If the regulations of the commissions had been observed to their full extent, all would have been well in time, but it is evident from subsequent legislative efforts that the execution of the laws was not what could be desired. Political exigencies required leniency in the application of the law. An interesting report on the results of the first quinquennium shows that during that time 170,000 acres were cleared, over 40,000 without permission, and by 1900, it was estimated, deforestation had taken place on about 5 million acres.
Wrangling over the classification of the lands under ban has continued until the present, and local authorities have continued to favor private as against public interest, to withdraw lands from the operation, and to wink at disregard of the law. Moreover, rights of user to dead wood, pasturage (goats are by law excluded) and other privileges continued to prevent improvement, although several laws to effect their extinction had been passed.
The devastating floods of 1882 led to much agitation, and, upon a report of a special commission in 1886, the law of 1874, which had obligated the communities to reforest their waste lands within five years or else to sell, was revived, extending the term of obligatory reforestation in the endangered sections to ten years. By that time, out of 800,000 acres originally declared as requiring reforestation, not more than 40,000 acres had been planted, but the acreage involved had also been gradually scaled down by the forest committees to 240,000 acres.
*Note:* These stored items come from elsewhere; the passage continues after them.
//! Source mining - the external report of where each entry is defined
//!
//! A miner produces, per table, a JSON array of `{name, remote, comment}`
//! records. `remote` becomes the entry's source link and `comment` its doc
//! text when none was written by hand. Mining runs once per build and is
//! never retried.

use std::collections::HashMap;
use std::path::{Path, PathBuf};
use std::process::Command;

use serde::Deserialize;
use tracing::debug;

use crate::config::MiningConfig;
use crate::error::MiningError;
use crate::registry::Table;

/// One record of a source report. Unknown fields are ignored.
#[derive(Debug, Clone, PartialEq, Eq, Deserialize)]
pub struct SourceRecord {
    /// Exported identifier
    pub name: String,
    /// URL of the definition's line range
    #[serde(default)]
    pub remote: Option<String>,
    /// First doc comment found on the definition
    #[serde(default)]
    pub comment: Option<String>,
}

impl SourceRecord {
    /// Create a record with just a source link
    pub fn new(name: impl Into<String>, remote: impl Into<String>) -> Self {
        Self {
            name: name.into(),
            remote: Some(remote.into()),
            comment: None,
        }
    }

    /// Set the mined comment
    pub fn with_comment(mut self, comment: impl Into<String>) -> Self {
        self.comment = Some(comment.into());
        self
    }
}

/// Name-indexed records for one table. Later records win on duplicate names.
#[derive(Debug, Clone, Default)]
pub struct SourceReport {
    records: HashMap<String, SourceRecord>,
}

impl SourceReport {
    /// Index a list of records
    pub fn from_records(records: impl IntoIterator<Item = SourceRecord>) -> Self {
        Self {
            records: records
                .into_iter()
                .map(|record| (record.name.clone(), record))
                .collect(),
        }
    }

    /// Parse the JSON array emitted by a mining tool
    pub fn from_json(json: &str, origin: &str) -> Result<Self, MiningError> {
        let records: Vec<SourceRecord> =
            serde_json::from_str(json.trim()).map_err(|source| MiningError::Malformed {
                origin: origin.to_string(),
                source,
            })?;
        Ok(Self::from_records(records))
    }

    /// Check whether the report mentions a name
    pub fn contains(&self, name: &str) -> bool {
        self.records.contains_key(name)
    }

    /// Source link for a name
    pub fn remote(&self, name: &str) -> Option<&str> {
        self.records.get(name)?.remote.as_deref()
    }

    /// Mined doc comment for a name, if non-blank
    pub fn comment(&self, name: &str) -> Option<&str> {
        self.records
            .get(name)?
            .comment
            .as_deref()
            .filter(|c| !c.trim().is_empty())
    }

    /// Number of records
    pub fn len(&self) -> usize {
        self.records.len()
    }

    /// Check if the report is empty
    pub fn is_empty(&self) -> bool {
        self.records.is_empty()
    }
}

/// The source-mining collaborator
pub trait SourceMiner {
    /// Produce the report for one table
    fn mine(&self, table: Table) -> Result<SourceReport, MiningError>;
}

/// Runs one shell command per table and parses its stdout
#[derive(Debug, Clone)]
pub struct CommandMiner {
    decoders_command: String,
    methods_command: String,
    working_dir: Option<PathBuf>,
}

impl CommandMiner {
    /// Create a miner from the configured commands
    pub fn new(config: &MiningConfig) -> Self {
        Self {
            decoders_command: config.decoders_command.clone(),
            methods_command: config.methods_command.clone(),
            working_dir: None,
        }
    }

    /// Run the commands from this directory
    pub fn with_working_dir(mut self, dir: impl Into<PathBuf>) -> Self {
        self.working_dir = Some(dir.into());
        self
    }

    fn command_for(&self, table: Table) -> &str {
        match table {
            Table::Decoders => &self.decoders_command,
            Table::Methods => &self.methods_command,
        }
    }

    fn run(&self, command: &str) -> Result<String, MiningError> {
        debug!(command, "running source miner");

        let mut cmd = shell(command);
        if let Some(dir) = &self.working_dir {
            cmd.current_dir(dir);
        }

        let output = cmd.output().map_err(|source| MiningError::Spawn {
            command: command.to_string(),
            source,
        })?;

        if !output.status.success() {
            return Err(MiningError::Failed {
                command: command.to_string(),
                status: output.status.to_string(),
                stderr: String::from_utf8_lossy(&output.stderr).trim().to_string(),
            });
        }

        Ok(String::from_utf8_lossy(&output.stdout).into_owned())
    }
}

impl SourceMiner for CommandMiner {
    fn mine(&self, table: Table) -> Result<SourceReport, MiningError> {
        let command = self.command_for(table);
        let stdout = self.run(command)?;
        let report = SourceReport::from_json(&stdout, &format!("`{command}`"))?;
        debug!(%table, records = report.len(), "source report parsed");
        Ok(report)
    }
}

#[cfg(unix)]
fn shell(command: &str) -> Command {
    let mut cmd = Command::new("sh");
    cmd.arg("-c").arg(command);
    cmd
}

#[cfg(windows)]
fn shell(command: &str) -> Command {
    let mut cmd = Command::new("cmd");
    cmd.arg("/C").arg(command);
    cmd
}

/// Reads previously captured reports from disk
#[derive(Debug, Clone)]
pub struct FileMiner {
    decoders: PathBuf,
    methods: PathBuf,
}

impl FileMiner {
    /// Create a miner over two JSON report files
    pub fn new(decoders: impl Into<PathBuf>, methods: impl Into<PathBuf>) -> Self {
        Self {
            decoders: decoders.into(),
            methods: methods.into(),
        }
    }

    fn path_for(&self, table: Table) -> &Path {
        match table {
            Table::Decoders => &self.decoders,
            Table::Methods => &self.methods,
        }
    }
}

impl SourceMiner for FileMiner {
    fn mine(&self, table: Table) -> Result<SourceReport, MiningError> {
        let path = self.path_for(table);
        debug!(path = %path.display(), %table, "reading source report");
        let json = std::fs::read_to_string(path).map_err(|source| MiningError::Io {
            path: path.to_path_buf(),
            source,
        })?;
        SourceReport::from_json(&json, &format!("'{}'", path.display()))
    }
}

/// In-memory reports, for tests and embedding
#[derive(Debug, Clone, Default)]
pub struct StaticMiner {
    decoders: Vec<SourceRecord>,
    methods: Vec<SourceRecord>,
}

impl StaticMiner {
    /// Create a miner that returns the given records
    pub fn new(decoders: Vec<SourceRecord>, methods: Vec<SourceRecord>) -> Self {
        Self { decoders, methods }
    }
}

impl SourceMiner for StaticMiner {
    fn mine(&self, table: Table) -> Result<SourceReport, MiningError> {
        let records = match table {
            Table::Decoders => &self.decoders,
            Table::Methods => &self.methods,
        };
        Ok(SourceReport::from_records(records.iter().cloned()))
    }
}
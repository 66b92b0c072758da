//! Site and mining configuration (`apiref.toml`) parsing.

use serde::{Deserialize, Serialize};
use std::path::Path;

use crate::error::ConfigError;

/// Default config file name looked up in the working directory.
pub const CONFIG_FILE: &str = "apiref.toml";

/// The complete apiref.toml configuration.
#[derive(Debug, Clone, Default, Serialize, Deserialize)]
#[serde(default, deny_unknown_fields)]
pub struct Config {
    /// Link targets and rendering options.
    pub site: SiteConfig,

    /// External source-mining commands.
    pub mining: MiningConfig,
}

impl Config {
    /// Load a config from a file path.
    pub fn from_path(path: impl AsRef<Path>) -> Result<Self, ConfigError> {
        let path = path.as_ref();
        let content = std::fs::read_to_string(path).map_err(|source| ConfigError::Io {
            path: path.to_path_buf(),
            source,
        })?;
        Self::parse(&content)
    }

    /// Parse a config from a TOML string.
    pub fn parse(content: &str) -> Result<Self, ConfigError> {
        Ok(toml::from_str(content)?)
    }
}

/// Where rendered links point and how rendered types look.
#[derive(Debug, Clone, PartialEq, Eq, Serialize, Deserialize)]
#[serde(default, deny_unknown_fields)]
pub struct SiteConfig {
    /// Page holding the top-level decoder anchors.
    pub decoders_page: String,

    /// Page holding the instance method anchors.
    pub methods_page: String,

    /// Page the type word links to inside rendered types.
    pub type_page: String,

    /// The word hyperlinked inside rendered types.
    pub type_word: String,

    /// Inline color for rendered types.
    pub type_color: String,

    /// Fence tag used when wrapping bare examples.
    pub code_language: String,
}

impl Default for SiteConfig {
    fn default() -> Self {
        Self {
            decoders_page: "/api.html".to_string(),
            methods_page: "/Decoder.html".to_string(),
            type_page: "/Decoder.html".to_string(),
            type_word: "Decoder".to_string(),
            type_color: "#267f99".to_string(),
            code_language: "ts".to_string(),
        }
    }
}

/// Shell commands that produce the source reports, one per table.
#[derive(Debug, Clone, PartialEq, Eq, Serialize, Deserialize)]
#[serde(default, deny_unknown_fields)]
pub struct MiningConfig {
    /// Command reporting exported decoders.
    pub decoders_command: String,

    /// Command reporting the decoder class methods.
    pub methods_command: String,
}

impl Default for MiningConfig {
    fn default() -> Self {
        Self {
            decoders_command: "node bin/linenos-decoders.js".to_string(),
            methods_command: "node bin/linenos-Decoder-class.js".to_string(),
        }
    }
}

#[cfg(test)]
mod tests {
    use super::*;

    #[test]
    fn test_empty_config_uses_defaults() {
        let config = Config::parse("").unwrap();
        assert_eq!(config.site, SiteConfig::default());
        assert_eq!(config.site.decoders_page, "/api.html");
        assert_eq!(config.mining.methods_command, "node bin/linenos-Decoder-class.js");
    }

    #[test]
    fn test_partial_override() {
        let config = Config::parse(
            r#"
[site]
decoders_page = "/reference.html"
code_language = "tsx"
"#,
        )
        .unwrap();
        assert_eq!(config.site.decoders_page, "/reference.html");
        assert_eq!(config.site.code_language, "tsx");
        assert_eq!(config.site.methods_page, "/Decoder.html");
    }

    #[test]
    fn test_unknown_field_rejected() {
        let result = Config::parse("[site]\nfoo = 1\n");
        assert!(matches!(result, Err(ConfigError::Parse(_))));
    }

    #[test]
    fn test_from_path() {
        let dir = tempfile::tempdir().unwrap();
        let path = dir.path().join(CONFIG_FILE);
        std::fs::write(&path, "[mining]\ndecoders_command = \"cat decoders.json\"\n").unwrap();

        let config = Config::from_path(&path).unwrap();
        assert_eq!(config.mining.decoders_command, "cat decoders.json");

        let missing = Config::from_path(dir.path().join("nope.toml"));
        assert!(matches!(missing, Err(ConfigError::Io { .. })));
    }
}
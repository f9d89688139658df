//! # Portico
//!
//! **Portico** is a minimal middleware-chaining HTTP router for Rust,
//! running on the `may` coroutine runtime with `may_minihttp` as the
//! transport.
//!
//! ## Overview
//!
//! An application is an ordered table of routes. Each route binds a path
//! template (`/threads/:thread_id`, `/files/*`, or the catch-all `"*"`) to
//! an ordered chain of callbacks. Dispatch scans the table in registration
//! order, the first matching route wins, and its callbacks run strictly
//! sequentially, threading one mutable [`Context`] through the chain. A
//! callback either short-circuits (returns without advancing) or hands
//! control onward with [`Context::next`]; code after the `next()` call runs
//! once everything downstream has completed, which is how post-processing
//! middleware like [`middleware::json`] serializes the response body.
//!
//! ## Architecture
//!
//! - **[`pattern`]** - Path template compilation and matching
//! - **[`router`]** - Ordered route table with first-match-wins lookup
//! - **[`context`]** - Per-request state and the chain-advance operation
//! - **[`dispatcher`]** - The [`App`]: registration surface and dispatch
//! - **[`middleware`]** - Auth gate, error responses, and body parsers
//! - **[`server`]** - `may_minihttp` transport adapter
//!
//! ## Example
//!
//! ```no_run
//! use portico::{callback, middleware, App, Payload};
//! use portico::server::{AppService, HttpServer};
//!
//! let mut app = App::new();
//! app.post(
//!     "/comments",
//!     [middleware::json(), callback(|ctx| {
//!         ctx.response.body = Payload::Json(serde_json::json!({ "message": "success" }));
//!         Ok(())
//!     })],
//! );
//! app.route("*", [middleware::not_found()]);
//!
//! let handle = HttpServer(AppService::new(app)).start("127.0.0.1:8080").unwrap();
//! handle.join().unwrap();
//! ```

pub mod context;
pub mod dispatcher;
pub mod middleware;
pub mod pattern;
pub mod router;
pub mod server;

pub use context::{callback, Callback, Context, FormField, HeaderVec, Payload, ResponseState};
pub use dispatcher::{App, HttpRequest, HttpResponse};
pub use pattern::{ParamVec, PathPattern, PatternMatch};
pub use router::{Route, RouteTable};
use may_minihttp::Response;

use crate::context::{default_reason, Payload};
use crate::dispatcher::HttpResponse;

/// Write a completed dispatch response to the wire.
///
/// Header values are dynamic, so they are leaked into `'static` strings for
/// `may_minihttp`'s header API; the custom reason phrase is leaked only
/// when it differs from the canonical one. A `Content-Type` default is
/// supplied for text and JSON payload bodies when no middleware set one.
pub fn write_response(res: &mut Response, response: HttpResponse) {
    let HttpResponse {
        status,
        reason,
        headers,
        body,
    } = response;

    let canonical = default_reason(status);
    if reason == canonical {
        res.status_code(status as usize, canonical);
    } else {
        res.status_code(status as usize, Box::leak(reason.into_boxed_str()));
    }

    let has_content_type = headers
        .iter()
        .any(|(k, _)| k.eq_ignore_ascii_case("content-type"));
    for (k, v) in headers {
        res.header(Box::leak(format!("{k}: {v}").into_boxed_str()));
    }
    if !has_content_type {
        match &body {
            Payload::Json(_) => {
                res.header("Content-Type: application/json");
            }
            Payload::Text(_) => {
                res.header("Content-Type: text/plain");
            }
            _ => {}
        }
    }

    res.body_vec(body.into_bytes());
}

/// Write the generic per-request failure response: the chain raised and the
/// in-flight response was abandoned.
pub fn write_server_error(res: &mut Response) {
    res.status_code(500, "Internal Server Error");
    res.header("Content-Type: text/plain");
    res.body_vec(b"500 Internal Server Error".to_vec());
}
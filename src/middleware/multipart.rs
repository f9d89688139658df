//! Minimal `multipart/form-data` decoding for the [`super::form_data`]
//! middleware. Covers the RFC 7578 shape produced by browsers and HTTP
//! clients: CRLF line endings, one `Content-Disposition: form-data` header
//! per part, optional per-part `Content-Type`.

use anyhow::{anyhow, Context as _, Result};

use crate::context::FormField;

/// Extract the boundary parameter from a `Content-Type` header value.
#[must_use]
pub fn boundary(content_type: &str) -> Option<String> {
    content_type.split(';').skip(1).find_map(|param| {
        let (k, v) = param.trim().split_once('=')?;
        if k.eq_ignore_ascii_case("boundary") {
            Some(v.trim().trim_matches('"').to_string())
        } else {
            None
        }
    })
}

/// Decode a multipart body into its field collection.
pub fn parse(body: &[u8], boundary: &str) -> Result<Vec<FormField>> {
    let opening = format!("--{boundary}").into_bytes();
    // Subsequent delimiters include the preceding CRLF, so field data
    // containing the bare boundary text cannot split a part early.
    let delim = format!("\r\n--{boundary}").into_bytes();
    let mut fields = Vec::new();

    let mut pos = find(body, &opening)
        .ok_or_else(|| anyhow!("multipart delimiter not found"))?
        + opening.len();
    loop {
        // "--" right after a delimiter is the closing marker
        if body[pos..].starts_with(b"--") {
            break;
        }
        if body[pos..].starts_with(b"\r\n") {
            pos += 2;
        }
        let rest = &body[pos..];
        let next = find(rest, &delim).ok_or_else(|| anyhow!("unterminated multipart part"))?;
        let part = &rest[..next];
        pos += next + delim.len();
        fields.push(parse_part(part)?);
    }

    Ok(fields)
}

fn parse_part(part: &[u8]) -> Result<FormField> {
    let header_end =
        find(part, b"\r\n\r\n").ok_or_else(|| anyhow!("multipart part without header block"))?;
    let data = &part[header_end + 4..];

    let mut name = None;
    let mut filename = None;
    let mut content_type = None;
    let headers =
        std::str::from_utf8(&part[..header_end]).context("non-UTF-8 multipart part headers")?;
    for line in headers.split("\r\n") {
        let Some((hname, hval)) = line.split_once(':') else {
            continue;
        };
        let hval = hval.trim();
        if hname.eq_ignore_ascii_case("content-disposition") {
            for param in hval.split(';').skip(1) {
                let Some((k, v)) = param.trim().split_once('=') else {
                    continue;
                };
                let v = v.trim().trim_matches('"').to_string();
                match k.trim() {
                    "name" => name = Some(v),
                    "filename" => filename = Some(v),
                    _ => {}
                }
            }
        } else if hname.eq_ignore_ascii_case("content-type") {
            content_type = Some(hval.to_string());
        }
    }

    Ok(FormField {
        name: name.ok_or_else(|| anyhow!("multipart part without a field name"))?,
        filename,
        content_type,
        data: data.to_vec(),
    })
}

fn find(haystack: &[u8], needle: &[u8]) -> Option<usize> {
    haystack.windows(needle.len()).position(|w| w == needle)
}
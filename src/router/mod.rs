//! # Router Module
//!
//! Ordered route table mapping path templates to callback chains.
//!
//! ## Overview
//!
//! The route table is responsible for:
//! - Compiling path templates (`/threads/:thread_id`, `/files/*`) at
//!   registration time
//! - Coalescing repeat registrations of the exact same template string into
//!   one route, appending callbacks
//! - Matching incoming request paths in registration order, first match wins
//!
//! ## Ordering
//!
//! Insertion order is the match-priority order. Only the first matching
//! route's chain ever runs; there is no fallthrough to a later route even
//! when the first chain short-circuits. Catch-all behavior is expressed by
//! registering a `"*"` template last, not by any dispatcher-level default.
//!
//! Registration is expected to finish before traffic starts; the table is
//! never mutated during dispatch of an in-flight request.

mod core;

pub use core::{Route, RouteTable};
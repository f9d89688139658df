use std::io;
use std::net::{SocketAddr, TcpStream, ToSocketAddrs};
use std::thread;
use std::time::Duration;

use may::coroutine::JoinHandle;
use may_minihttp::{HttpServer as RawHttpServer, HttpService};

/// Typed wrapper around `may_minihttp`'s HTTP server.
pub struct HttpServer<T>(pub T);

/// Handle to a running HTTP server.
pub struct ServerHandle {
    addr: SocketAddr,
    handle: JoinHandle<()>,
}

impl ServerHandle {
    /// Wait for the server to accept connections.
    ///
    /// Polls the bound address with TCP connects. Useful in tests to avoid
    /// racing the accept loop.
    ///
    /// # Errors
    ///
    /// Returns `TimedOut` if the server is not reachable within ~250ms.
    pub fn wait_ready(&self) -> io::Result<()> {
        for _ in 0..50 {
            if TcpStream::connect(self.addr).is_ok() {
                return Ok(());
            }
            thread::sleep(Duration::from_millis(5));
        }
        Err(io::Error::new(io::ErrorKind::TimedOut, "server not ready"))
    }

    /// Stop the server, cancelling the accept coroutine and waiting for it
    /// to finish.
    #[allow(unsafe_code)]
    pub fn stop(self) {
        // SAFETY: cancelling the accept coroutine is the intended shutdown
        // path; the handle is owned here and joined right after.
        unsafe {
            self.handle.coroutine().cancel();
        }
        let _ = self.handle.join();
    }

    /// Block until the server coroutine finishes.
    ///
    /// # Errors
    ///
    /// Returns an error if the server coroutine panicked.
    pub fn join(self) -> std::thread::Result<()> {
        self.handle.join()
    }
}

impl<T: HttpService + Clone + Send + Sync + 'static> HttpServer<T> {
    /// Start the HTTP server on the given address.
    ///
    /// # Errors
    ///
    /// Returns an error if the address is invalid or the port cannot be
    /// bound.
    pub fn start<A: ToSocketAddrs>(self, addr: A) -> io::Result<ServerHandle> {
        let addr = addr
            .to_socket_addrs()?
            .next()
            .ok_or_else(|| io::Error::new(io::ErrorKind::InvalidInput, "invalid address"))?;
        let handle = RawHttpServer(self.0).start(addr)?;
        Ok(ServerHandle { addr, handle })
    }
}
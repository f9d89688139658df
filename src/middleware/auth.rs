use anyhow::Result;
use http::StatusCode;
use tracing::debug;

use super::errors::respond_status;
use crate::context::{callback, Callback, Context};

/// Gate the chain on the `Authorization` header.
///
/// A missing header answers `401 Unauthorized`; a header the `verify`
/// function rejects answers `403 Forbidden`; both halt the chain. On
/// success the chain advances. A `verify` error (an unreachable verifier,
/// say) is fatal for the request.
///
/// ```
/// use portico::{middleware::authentication_check, App};
///
/// let mut app = App::new();
/// app.route("/admin/*", [authentication_check(|token| Ok(token == "Bearer secret"))]);
/// ```
pub fn authentication_check<F>(verify: F) -> Callback
where
    F: Fn(&str) -> Result<bool> + Send + Sync + 'static,
{
    callback(move |ctx: &mut Context| {
        let Some(authorization) = ctx.raw_request.header("Authorization").map(str::to_string)
        else {
            respond_status(ctx, StatusCode::UNAUTHORIZED);
            return Ok(());
        };
        if verify(&authorization)? {
            ctx.next()
        } else {
            debug!(path = %ctx.raw_request.path, "Authorization rejected");
            respond_status(ctx, StatusCode::FORBIDDEN);
            Ok(())
        }
    })
}
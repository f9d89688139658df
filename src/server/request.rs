use std::collections::HashMap;
use std::io::Read;

use http::Method;
use may_minihttp::Request;
use tracing::debug;

use crate::dispatcher::HttpRequest;

/// Parse query string parameters from a URL path.
///
/// Extracts everything after the `?` character and URL-decodes parameter
/// names and values.
#[must_use]
pub fn parse_query_params(path: &str) -> HashMap<String, String> {
    if let Some(pos) = path.find('?') {
        let query_str = &path[pos + 1..];
        url::form_urlencoded::parse(query_str.as_bytes())
            .map(|(k, v)| (k.to_string(), v.to_string()))
            .collect()
    } else {
        HashMap::new()
    }
}

/// Parse an incoming wire request into an [`HttpRequest`].
///
/// Header names are lowercased, the query string is split off the path and
/// decoded, and the body is read to completion here. The dispatch layer
/// sees a take-once byte buffer, not a socket.
pub fn parse_request(req: Request) -> HttpRequest {
    let method: Method = req.method().parse().unwrap_or(Method::GET);
    let raw_path = req.path().to_string();
    let path = raw_path
        .split('?')
        .next()
        .unwrap_or("/")
        .to_string();

    let headers: HashMap<String, String> = req
        .headers()
        .iter()
        .map(|h| {
            (
                h.name.to_ascii_lowercase(),
                String::from_utf8_lossy(h.value).to_string(),
            )
        })
        .collect();

    let query_params = parse_query_params(&raw_path);

    let body = {
        let mut buf = Vec::new();
        match req.body().read_to_end(&mut buf) {
            Ok(n) if n > 0 => Some(buf),
            _ => None,
        }
    };

    debug!(
        method = %method,
        path = %path,
        header_count = headers.len(),
        query_count = query_params.len(),
        body_bytes = body.as_ref().map(Vec::len).unwrap_or(0),
        "HTTP request parsed"
    );

    HttpRequest::from_parts(method, path, query_params, headers, body)
}
use tracing_subscriber::EnvFilter;

/// Per-test tracing guard: installs a fmt subscriber writing through the
/// test capture writer, torn down when the guard drops.
pub struct TestTracing {
    _guard: tracing::subscriber::DefaultGuard,
}

impl TestTracing {
    pub fn init() -> Self {
        let subscriber = tracing_subscriber::fmt()
            .with_env_filter(EnvFilter::from_default_env())
            .with_test_writer()
            .finish();
        Self {
            _guard: tracing::subscriber::set_default(subscriber),
        }
    }
}
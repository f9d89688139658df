use http::{Method, StatusCode};

use crate::context::{callback, Callback, Context, Payload};

/// Set the response to a bare `<status> <reason>` body, the shared shape of
/// every error-status middleware here.
pub(super) fn respond_status(ctx: &mut Context, status: StatusCode) {
    let reason = status.canonical_reason().unwrap_or("");
    ctx.response.status = Some(status.as_u16());
    ctx.response.status_text = Some(reason.to_string());
    ctx.response.body = Payload::Text(format!("{} {}", status.as_u16(), reason));
}

/// `404 Not Found`, then advance.
///
/// Intended as a catch-all, registered under the `"*"` template after every
/// real route. Advancing lets later middleware on the same route (logging,
/// say) still run.
///
/// ```
/// use portico::{middleware::not_found, App};
///
/// let mut app = App::new();
/// // real routes first ...
/// app.route("*", [not_found()]);
/// ```
pub fn not_found() -> Callback {
    callback(|ctx: &mut Context| {
        respond_status(ctx, StatusCode::NOT_FOUND);
        ctx.next()
    })
}

/// `405 Method Not Allowed` with an `Allow` header, then advance.
///
/// Intended behind method gates: register it un-gated on a template after
/// the verb-specific handlers, so it answers for every verb the gates let
/// through.
///
/// ```
/// use portico::{callback, middleware::method_not_allowed, App};
/// use http::Method;
///
/// let mut app = App::new();
/// app.get("/books", [callback(|_ctx| Ok(()))]);
/// app.route("/books", [method_not_allowed(&[Method::GET])]);
/// ```
pub fn method_not_allowed(methods: &[Method]) -> Callback {
    let allow = methods
        .iter()
        .map(Method::as_str)
        .collect::<Vec<_>>()
        .join(", ");
    callback(move |ctx: &mut Context| {
        respond_status(ctx, StatusCode::METHOD_NOT_ALLOWED);
        ctx.response.set_header("Allow", allow.clone());
        ctx.next()
    })
}

/// Gate the chain on `Content-Length`.
///
/// An absent header answers `411 Length Required`; a declared length over
/// `limit` answers `413 Payload Too Large`, with an optional `Retry-After`
/// hint (seconds) on the response. Both halt the chain. An unparseable
/// declared length advances.
pub fn payload_too_large(limit: u64, retry_after: Option<u64>) -> Callback {
    callback(move |ctx: &mut Context| {
        match ctx.raw_request.header("Content-Length") {
            None => {
                respond_status(ctx, StatusCode::LENGTH_REQUIRED);
                Ok(())
            }
            Some(v) => match v.parse::<u64>() {
                Ok(length) if length > limit => {
                    respond_status(ctx, StatusCode::PAYLOAD_TOO_LARGE);
                    if let Some(secs) = retry_after {
                        ctx.response.set_header("Retry-After", secs.to_string());
                    }
                    Ok(())
                }
                _ => ctx.next(),
            },
        }
    })
}

/// Gate the chain on `Content-Type`.
///
/// Matching policy: an allowed type admits the request when it is a prefix
/// of the observed header value, so `application/json` admits
/// `application/json; charset=utf-8`. An absent or unmatched `Content-Type`
/// answers `415 Unsupported Media Type` and halts.
pub fn unsupported_media_type(types: &[&str]) -> Callback {
    let types: Vec<String> = types.iter().map(|t| t.to_string()).collect();
    callback(move |ctx: &mut Context| {
        let allowed = ctx
            .raw_request
            .header("Content-Type")
            .map(|observed| types.iter().any(|t| observed.starts_with(t.as_str())))
            .unwrap_or(false);
        if allowed {
            ctx.next()
        } else {
            respond_status(ctx, StatusCode::UNSUPPORTED_MEDIA_TYPE);
            Ok(())
        }
    })
}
The report, on the other hand, found that the area needing reboisement was at least 500,000 acres, requiring an expenditure of 12 million dollars. The law of 1877 did not contemplate enforced reforestation of banforests; it sought to accomplish this by empowering either the Department of Agriculture or the provinces or the communities or special associations to expropriate for the purpose of reforestation. Results were nil.
A revision and broadening of the law led to the general reboisement act of 1888,[15] which has in view the correction of torrents, fixing of mountain slopes and sand dunes—one of the best laws of its kind in existence anywhere.
[15] For details see Fernow, in Garden and Forest, 1888, page 417.
The principal features of the law are: obligatory reboisement of mountains and sand dunes according to plans, and under direction of the Department of Agriculture, the areas to be designated by the department, with approval or disapproval of the forest committees; contribution to the extent of two-fifths (finally raised to two-thirds) of the expense by the government; expropriation where owners do not consent, or fail to carry out the work as planned; right to reclaim property by payment of costs and interest, or else sale by government; right of the department to regulate and restrict pasture, but compensation to be paid to restricted owners; encouragement of co-operative planters’ associations. The area to be reforested was estimated at somewhat over 500,000 acres and the expense at over 7 million dollars.
The execution of the law was not any stricter than before. In 1900, the Secretary of Agriculture reports that “the laws do not yet receive effective application.” The difficulty of determining what is and what is not necessary to reforest, what is and what is not absolute forest soil made ostensibly the greatest trouble and occasioned delay, but financial incapacity and political influences bidding for popularity are probably the main cause of the inefficiency.
Meanwhile the forest department tried to promote reforestation by giving premiums from its scanty appropriation and distributing from its 130 acres of nurseries, during the years from 1867 to 1899, some 46 million plants and over 500 pounds of seed, and furnishing advice free of charge.
In 1897, again a commission was instituted to formulate new legislation. This commission reported in 1902, declaring that all accessible forests were more or less devastated, accentuating the needs of water management, and proposing a more rigorous definition of ban forests, a strict supervision of communal forests, and the management of private properties under working plans by accredited foresters or else under direct control of the forest department, the foresters to be paid by the State, which is to recover from the owners. It was found that in the past 35 years of the 125,000 acres needing reforestation urgently only 58,300 acres had been planted at an expense of $1,340,000.
In 1910, conditions seem not to have much improved, for again a vigorous attempt at re-organization and improvement on the law of 1877 was made by the Minister of Agriculture; so far without result.